PCORI follows a two-stage process to develop PCORnet, which consists of a series of CDRNs and Patient-Powered Research Networks (PPRNs), as well as a Coordinating Center. In this paper, we focus on regional research networks like OneFlorida rather than the overall PCORnet. Specifically, we focus on the network architecture of the OneFlorida Data Trust, which has a centralized network hub and a centralized data repository. We acknowledge that other research networks may use different network architectures. For instance, some are fully distributed data networks such as SAFTInet21, where there is not a centralized network hub. However, as we review in the Discussion, the principles and methods described in this paper can be adapted to fit these alternative network designs.

In this paper, we assume that a CRN consists of a network data hub (e.g., UF in the OneFlorida CRC) with multiple organizations contributing data to the hub. Figure 1 illustrates an overview of such a CRN. This model is consistent with the OneFlorida Data Trust and many other CDRNs in PCORnet. Each organization is considered to be a data source that periodically shares its data to the network in an encrypted format. To achieve strong privacy protection, each data source in our construction encrypts using random secrets known only to the data source. The hub collects the encrypted datasets and offers a PPCD service over the aggregated encrypted data. Investigators submit cohort discovery queries to the hub who, subsequently, performs the request in a privacy-preserving manner (i.e., without decrypting the aggregated encrypted datasets).

Figure 1.

Figure 1

Overview of the proposed privacy-preserving cohort discovery framework based on the OneFlorida clinical data research network architecture.
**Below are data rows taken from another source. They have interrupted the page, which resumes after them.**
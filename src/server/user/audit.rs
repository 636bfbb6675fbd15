use std::sync::Arc;

use axum::{
    Json,
    extract::{Path, Query, State},
    response::IntoResponse,
};

use crate::auth::RequireUser;
use crate::server::AppState;
use crate::server::dto::AuditLogParams;
use crate::server::response::{ApiError, ApiResponse, DEFAULT_PAGE_SIZE, StoreResultExt};
use crate::types::Role;

use super::access::require_member;

const MAX_AUDIT_ENTRIES: i32 = 500;

/// Most recent audit entries for a workspace, newest first. ADMIN only.
pub async fn list_audit_log(
    auth: RequireUser,
    State(state): State<Arc<AppState>>,
    Path(id): Path<String>,
    Query(params): Query<AuditLogParams>,
) -> impl IntoResponse {
    let store = state.store.as_ref();
    let access = require_member(store, &auth.user, &id)?;
    access.require_role(Role::Admin)?;

    let limit = params
        .limit
        .unwrap_or(DEFAULT_PAGE_SIZE)
        .clamp(1, MAX_AUDIT_ENTRIES);

    let entries = store
        .list_audit_entries(&access.workspace.id, limit)
        .api_err("Failed to list audit log")?;

    Ok::<_, ApiError>(Json(ApiResponse::success(entries)))
}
2.2. Privacy requirements and assumptions

We consider all the data shared by an organization to be private with respect to its source organization. Searching over the shared encrypted data collection is permitted, however, only aggregated counts can be reported.ii The actual demographic and clinical values (e.g., age, gender, diagnosis code, or lab results) in a patient record cannot be disclosed to any other organization in the network. We assume outside adversaries can compromise partial organizations in a CRN by breaking their network security framework or compromising their employees.

Adversaries are expected to utilize these compromised organizations to attempt to reveal the private information contributed by other uncompromised organizations.iii To achieve such a strong level of privacy, we require the hub to neither store nor log any cohort discovery queries or results in plaintext format. In other words, neither shared data nor cohort discovery results appear in the clear.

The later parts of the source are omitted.